İşin içinden çıkılamaz
“Türkiye’de uygulanan sözlü sınav sisteminde; insan kaynakları alanında ve kariyer planlaması konusunda uzman kişiler görev almazken, konu ile alakasız oluşturulan göstermelik sınav komisyonları tarafından işler yürütülmektedir” diyen Akarken konuyla ilgili oluşabilecek mağduriyetlere dikkat çekerek; “İnsan psikolojisini analiz edebilecek; kişinin davranışlarından, konuşmalarından, hal ve hareketlerinden çıkarım yapabilecek; psikiyatrist, psikolog, sosyolog, davranış bilimci, insan kaynakları uzmanı ve benzeri yetkin kişilerin görev almadığı objektiflikten ve hakkaniyetten uzak bir şekilde sözlü sınav ve mülakatlar gerçekleştirilebilmektedir.
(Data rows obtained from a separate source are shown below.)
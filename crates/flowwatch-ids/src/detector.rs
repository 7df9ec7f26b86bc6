//! The detector lifecycle shared by every variant.

use chrono::Duration;

use crate::alarm::{AlarmEvent, DetectorId, DetectorKind};
use crate::record::FlowRecord;
use crate::window::Window;

/// A windowed anomaly detector.
///
/// The scheduler drives each instance through
/// `update(record)*` → `evaluate(window)` → `roll_baseline(window)`
/// once per closed window, including windows that saw no records.
/// Implementations own their baseline state exclusively.
pub trait Detector: Send {
    fn id(&self) -> &DetectorId;

    fn kind(&self) -> DetectorKind;

    /// Window duration this detector is configured for.
    fn period(&self) -> Duration;

    /// Fold one record into the current window's accumulators.
    fn update(&mut self, record: &FlowRecord);

    /// Score the closed window. Never fails: undefined statistics
    /// produce a quiet event.
    fn evaluate(&mut self, window: &Window) -> AlarmEvent;

    /// Merge the closed window into the baseline and reset per-window state.
    fn roll_baseline(&mut self, window: &Window);
}
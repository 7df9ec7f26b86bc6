use super::vector::Pattern;

/// A remembered pattern and how many windows matched it.
#[derive(Clone, Debug, PartialEq)]
pub struct LibraryEntry {
    pub pattern: Pattern,
    pub count: u64,
}

/// How an observed pattern relates to a host's library.
#[derive(Clone, Copy, Debug, PartialEq)]
pub enum Match {
    /// Close enough to entry `index` to be merged into it.
    Existing { index: usize, similarity: f64 },
    /// Stored as a new entry. `similarity` is the best one found, if any.
    New { similarity: Option<f64> },
}

/// Patterns previously seen for one host.
#[derive(Clone, Debug, Default)]
pub struct PatternLibrary {
    entries: Vec<LibraryEntry>,
}

impl PatternLibrary {
    pub fn new() -> Self {
        Self::default()
    }

    pub fn entries(&self) -> &[LibraryEntry] {
        &self.entries
    }

    pub fn len(&self) -> usize {
        self.entries.len()
    }

    pub fn is_empty(&self) -> bool {
        self.entries.is_empty()
    }

    pub fn total(&self) -> u64 {
        self.entries.iter().map(|e| e.count).sum()
    }

    /// Most similar entry; ties go to the later entry.
    pub fn closest(&self, observed: &Pattern) -> Option<(usize, f64)> {
        let mut best: Option<(usize, f64)> = None;
        for (i, entry) in self.entries.iter().enumerate() {
            let sim = entry.pattern.similarity(observed);
            match best {
                Some((_, s)) if sim < s => {}
                _ => best = Some((i, sim)),
            }
        }
        best
    }

    pub fn classify(&self, observed: &Pattern, tresh_match: f64) -> Match {
        match self.closest(observed) {
            Some((index, similarity)) if similarity >= tresh_match => {
                Match::Existing { index, similarity }
            }
            Some((_, similarity)) => Match::New {
                similarity: Some(similarity),
            },
            None => Match::New { similarity: None },
        }
    }

    /// Occurrence counts after applying `m`, and the index it lands on.
    fn counts_after(&self, m: &Match) -> (Vec<u64>, usize) {
        let mut counts: Vec<u64> = self.entries.iter().map(|e| e.count).collect();
        match *m {
            Match::Existing { index, .. } => {
                counts[index] += 1;
                (counts, index)
            }
            Match::New { .. } => {
                counts.push(1);
                let i = counts.len() - 1;
                (counts, i)
            }
        }
    }

    /// Tail probability of the entry `m` lands on, as if `m` were applied.
    pub fn tail_after(&self, m: &Match) -> f64 {
        let (counts, i) = self.counts_after(m);
        tail_probability(&counts, i)
    }

    pub fn probability(&self, index: usize) -> f64 {
        let total = self.total();
        match self.entries.get(index) {
            Some(e) if total > 0 => e.count as f64 / total as f64,
            _ => 0.0,
        }
    }

    pub fn tail(&self, index: usize) -> f64 {
        let counts: Vec<u64> = self.entries.iter().map(|e| e.count).collect();
        tail_probability(&counts, index)
    }

    /// Merge or insert. A full library first drops its least frequent
    /// entry (oldest among equals).
    pub fn apply(&mut self, observed: Pattern, m: Match, max_patterns: usize) {
        match m {
            Match::Existing { index, .. } => {
                if let Some(entry) = self.entries.get_mut(index) {
                    entry.pattern.adapt(&observed, entry.count);
                    entry.count += 1;
                }
            }
            Match::New { .. } => {
                if self.entries.len() >= max_patterns.max(1) {
                    if let Some(victim) = self
                        .entries
                        .iter()
                        .enumerate()
                        .min_by_key(|(_, e)| e.count)
                        .map(|(i, _)| i)
                    {
                        self.entries.remove(victim);
                    }
                }
                self.entries.push(LibraryEntry {
                    pattern: observed,
                    count: 1,
                });
            }
        }
    }
}

/// Sum of the probabilities of all entries no more likely than `index`.
pub fn tail_probability(counts: &[u64], index: usize) -> f64 {
    let total: u64 = counts.iter().sum();
    let Some(&own) = counts.get(index) else {
        return 0.0;
    };
    if total == 0 {
        return 0.0;
    }
    let tail: u64 = counts.iter().filter(|&&c| c <= own).sum();
    tail as f64 / total as f64
}
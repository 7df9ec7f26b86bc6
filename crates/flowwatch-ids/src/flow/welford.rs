/// Streaming mean and variance (Welford).
#[derive(Clone, Copy, Debug, Default, PartialEq)]
pub struct Welford {
    count: u64,
    mean: f64,
    m2: f64,
}

impl Welford {
    pub fn new() -> Self {
        Self::default()
    }

    pub fn push(&mut self, x: f64) {
        self.count += 1;
        let delta = x - self.mean;
        self.mean += delta / self.count as f64;
        self.m2 += delta * (x - self.mean);
    }

    pub fn count(&self) -> u64 {
        self.count
    }

    pub fn mean(&self) -> f64 {
        self.mean
    }

    /// Sample variance (`n − 1`); zero below two samples.
    pub fn variance(&self) -> f64 {
        if self.count < 2 {
            0.0
        } else {
            self.m2 / (self.count - 1) as f64
        }
    }

    pub fn std(&self) -> f64 {
        self.variance().sqrt()
    }
}

#[cfg(test)]
mod tests {
    use super::*;

    #[test]
    fn matches_two_pass_statistics() {
        let xs = [2.0, 4.0, 4.0, 4.0, 5.0, 5.0, 7.0, 9.0];
        let mut w = Welford::new();
        for x in xs {
            w.push(x);
        }
        let mean = xs.iter().sum::<f64>() / xs.len() as f64;
        let var = xs.iter().map(|x| (x - mean).powi(2)).sum::<f64>() / (xs.len() - 1) as f64;
        assert_eq!(w.count(), 8);
        assert!((w.mean() - 5.0).abs() < 1e-12);
        assert!((w.variance() - var).abs() < 1e-12);
    }

    #[test]
    fn single_sample_has_zero_variance() {
        let mut w = Welford::new();
        w.push(3.0);
        assert_eq!(w.mean(), 3.0);
        assert_eq!(w.variance(), 0.0);
    }

    #[test]
    fn stable_with_large_offset() {
        let mut w = Welford::new();
        for x in [1e9 + 4.0, 1e9 + 7.0, 1e9 + 13.0, 1e9 + 16.0] {
            w.push(x);
        }
        assert!((w.variance() - 30.0).abs() < 1e-6);
    }
}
Yukarıdaki açıklamalarla birlikte örnek vermek gerekirse; Sağlık Bakanlığı özelinde görevde yükselme ve unvan değişikliği sınavlarında yapılacak mülakat, uygulama açısından birçok zorluklar taşımaktadır. Şöyle ki; en son Sağlık Bakanlığı'nca yapılan unvan değişikliği sınavında birçok kadroya atama yapılmıştır. Görüldüğü üzere unvan çeşitliliğinin bu kadar fazla olduğu bir durumda mülakat idareler için işin içinden çıkılmaz hatta uygulanamaz bir duruma gelmektedir” şeklinde konuştu.
Mülakat ne kadar doğru?
Koronavirüs salgını varken de mülakat yapılmasının doğru olmayacağını anımsatan Akarken, “Son olarak; Türkiye, hain darbe girişiminin gerçekleştiği 15 Temmuz 2016 tarihinde çok önemli bir sınav vermiştir. Liyakat olmadan yapılan atamaların nelere yol açabileceği görülmüştür. Bu hususa ilişkin olarak; Milli İstihbarat Teşkilatı’nca (MİT), Meclis Darbe Girişimini Araştırma Komisyonu’na gönderilen raporda ise; FETÖ’nün devlet kurumlarına sızmak için yeni yöntemler uygulayabileceği belirtilerek, "kamu kurumlarına personel seçerken liyakata dikkat edilmesi" önerisinde bulunulmaktadır. Sorunların çözümü ve mağduriyetlerin giderilmesi için çözüm olarak; görevde yükselme ve unvan değişikliği sınavlarında mülakat (sözlü sınav şartı) öngören ilgili yönetmelik hükümlerinin değiştirilmesi kişi ve kamu yararı doğrultusunda önem arz etmektedir. Ayrıca Covid 19 ile mücadele ettiğimiz bugünlerde mülakat sınavının yapılması ne kadar doğru olduğunun değerlendirmesinin yapılması gerekmektedir” dedi.
Yetkililere çağrı yaptı
Sorunun çözümü adına yetkililere seslenen Akarken, “Sonuç olarak; sorunların çözümü ve mağduriyetlerin giderilmesi için, mülakatın kaldırılmasını, tüm devlet memurlarını yakından ilgilendiren ve yüz binlerce memur tarafından önemsenen bu talebimizi Sağlık Bakanlığı ‘na gönderdiğimiz yazılı başvuruya hassasiyetle yaklaşacağınıza inanarak, gereğinin yapılmasını talep ediyoruz” açıklamasında bulundu.